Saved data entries
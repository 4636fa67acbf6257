// src/integrations/imdb/client.rs
//
// IMDb scraping client.
//
// Drives the find-page cascade against the DocumentFetcher port:
//   S0 exact search without year
//   S1 exact search with year (only if S0 failed and a year is known)
//   S2 fuzzy match over the candidates of the last result page
// Exhaustion returns None. Stage-level transport failures are logged and
// cascade to the next stage; nothing escapes resolve().

use std::sync::Arc;
use std::time::Duration;
use tokio::sync::Mutex;

use crate::domain::movie::MovieQuery;
use crate::domain::rating::RatingObservation;
use crate::domain::resolution::{CandidateResult, ReviewSource, SourceIdentifier};
use crate::domain::review::RawReview;
use crate::error::AppResult;
use crate::integrations::http::{fetch_with_retry, RateLimiter};
use crate::integrations::imdb::{extract, search};
use crate::integrations::ports::DocumentFetcher;
use crate::services::title_matcher::{TitleMatcher, DEFAULT_MATCH_THRESHOLD};

pub const BASE_URL: &str = "https://www.imdb.com";

const DEFAULT_RATE_LIMIT: Duration = Duration::from_secs(2);
const DEFAULT_FETCH_ATTEMPTS: u32 = 3;

pub struct ImdbScraper {
    fetcher: Arc<dyn DocumentFetcher>,
    matcher: TitleMatcher,
    rate_limiter: Mutex<RateLimiter>,
    fuzzy_threshold: f64,
    fetch_attempts: u32,
}

impl ImdbScraper {
    pub fn new(fetcher: Arc<dyn DocumentFetcher>) -> Self {
        Self::with_config(fetcher, DEFAULT_RATE_LIMIT, DEFAULT_MATCH_THRESHOLD)
    }

    pub fn with_config(
        fetcher: Arc<dyn DocumentFetcher>,
        rate_limit: Duration,
        fuzzy_threshold: f64,
    ) -> Self {
        Self {
            fetcher,
            matcher: TitleMatcher::new(),
            rate_limiter: Mutex::new(RateLimiter::new(rate_limit)),
            fuzzy_threshold,
            fetch_attempts: DEFAULT_FETCH_ATTEMPTS,
        }
    }

    /// Resolve a title/year to an IMDb id. Returns None when every cascade
    /// stage is exhausted; errors never escape.
    pub async fn resolve(&self, query: &MovieQuery) -> Option<SourceIdentifier> {
        let mut last_page: Option<String> = None;

        // S0: exact search without year
        match self.fetch_find_page(&query.title).await {
            Ok(html) => {
                if let Some(id) = search::parse_first_result(&html, query.year) {
                    log::info!("resolved '{}' exactly: {}", query.title, id);
                    return Some(SourceIdentifier::exact(ReviewSource::Imdb, id));
                }
                last_page = Some(html);
            }
            Err(err) => log::warn!("exact search failed for '{}': {}", query.title, err),
        }

        // S1: exact search with year appended
        if let Some(year) = query.year {
            let with_year = format!("{} {}", query.title, year);
            match self.fetch_find_page(&with_year).await {
                Ok(html) => {
                    if let Some(id) = search::parse_first_result(&html, query.year) {
                        log::info!("resolved '{}' exactly with year: {}", query.title, id);
                        return Some(SourceIdentifier::exact(ReviewSource::Imdb, id));
                    }
                    last_page = Some(html);
                }
                Err(err) => {
                    log::warn!("year search failed for '{}': {}", query.title, err)
                }
            }
        }

        // S2: fuzzy match over whatever result page we managed to fetch
        if let Some(html) = &last_page {
            if let Some(identifier) = self.fuzzy_match(html, query) {
                return Some(identifier);
            }
        }

        log::info!("could not resolve '{}' ({:?})", query.title, query.year);
        None
    }

    fn fuzzy_match(&self, html: &str, query: &MovieQuery) -> Option<SourceIdentifier> {
        let candidates = search::parse_candidates(html);
        if candidates.is_empty() {
            return None;
        }

        let mut best: Option<(f64, bool, &CandidateResult)> = None;

        for candidate in candidates.iter().take(search::MAX_CANDIDATES) {
            let bare_title = search::strip_year_suffix(&candidate.display_title);
            let score = self.matcher.score(&query.title, &bare_title);

            // When a year is known on both sides it must be within one
            if let (Some(wanted), Some(found)) = (query.year, candidate.year) {
                if (wanted - found).abs() > 1 {
                    log::debug!(
                        "  '{}' ({}): {:.2} rejected on year",
                        bare_title,
                        found,
                        score
                    );
                    continue;
                }
            }

            let exact_year = query.year.is_some() && query.year == candidate.year;
            let better = match best {
                None => true,
                // Strictly-greater keeps document order on plain ties;
                // an exact year outranks a +-1 year at the same score
                Some((best_score, best_exact, _)) => {
                    score > best_score || (score == best_score && exact_year && !best_exact)
                }
            };
            if better {
                best = Some((score, exact_year, candidate));
            }
        }

        let (score, _, candidate) = best?;
        if score >= self.fuzzy_threshold {
            log::info!(
                "fuzzy matched '{}' -> '{}' [{:.2}] {}",
                query.title,
                candidate.display_title,
                score,
                candidate.external_id
            );
            Some(SourceIdentifier::fuzzy(
                ReviewSource::Imdb,
                candidate.external_id.clone(),
                score,
            ))
        } else {
            log::info!(
                "best fuzzy score {:.2} below threshold {:.2} for '{}'",
                score,
                self.fuzzy_threshold,
                query.title
            );
            None
        }
    }

    /// Scrape up to `max_reviews` user reviews, following pagination keys.
    pub async fn scrape_reviews(
        &self,
        imdb_id: &str,
        max_reviews: usize,
        min_chars: usize,
    ) -> AppResult<Vec<RawReview>> {
        let reviews_url = format!("{}/title/{}/reviews", BASE_URL, imdb_id);
        let mut reviews: Vec<RawReview> = Vec::new();
        let mut key: Option<String> = None;

        loop {
            let url = match &key {
                Some(k) => format!("{}/_ajax?paginationKey={}", reviews_url, k),
                None => reviews_url.clone(),
            };

            let html = self.throttled_fetch(&url, &[]).await?;
            let remaining = max_reviews - reviews.len();
            let (page_reviews, skipped) = extract::extract_reviews(&html, remaining, min_chars);

            for reason in &skipped {
                log::debug!("skipped review container on {}: {}", imdb_id, reason);
            }
            if page_reviews.is_empty() {
                if reviews.is_empty() {
                    log::warn!(
                        "no review containers found for {}; page structure may have changed",
                        imdb_id
                    );
                }
                break;
            }
            reviews.extend(page_reviews);

            if reviews.len() >= max_reviews {
                break;
            }
            match extract::pagination_key(&html) {
                Some(next) => key = Some(next),
                None => break,
            }
        }

        log::info!("scraped {} reviews from IMDb for {}", reviews.len(), imdb_id);
        Ok(reviews)
    }

    /// Scrape just the aggregate rating from the title page.
    pub async fn scrape_rating(&self, imdb_id: &str) -> AppResult<Option<RatingObservation>> {
        let url = format!("{}/title/{}/", BASE_URL, imdb_id);
        let html = self.throttled_fetch(&url, &[]).await?;

        Ok(extract::parse_rating_jsonld(&html).map(|(value, vote_count)| {
            log::info!(
                "scraped rating for {}: {}/10 ({:?} votes)",
                imdb_id,
                value,
                vote_count
            );
            RatingObservation {
                provider: "imdb".to_string(),
                value,
                vote_count,
                observed_at: Some(chrono::Utc::now()),
                live: true,
            }
        }))
    }

    async fn fetch_find_page(&self, query: &str) -> AppResult<String> {
        let params = vec![
            ("q".to_string(), query.to_string()),
            ("s".to_string(), "tt".to_string()),
            // Feature films only; this keeps TV content out of the
            // candidate list at the source
            ("ttype".to_string(), "ft".to_string()),
        ];
        self.throttled_fetch(&format!("{}/find", BASE_URL), &params).await
    }

    async fn throttled_fetch(&self, url: &str, params: &[(String, String)]) -> AppResult<String> {
        self.rate_limiter.lock().await.wait().await;
        fetch_with_retry(self.fetcher.as_ref(), url, params, self.fetch_attempts).await
    }
}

_Task statement:_
Find each line in the records above that contains "only", and copy it.

_Answer space:_
//   S1 exact search with year (only if S0 failed and a year is known)
            // Feature films only; this keeps TV content out of the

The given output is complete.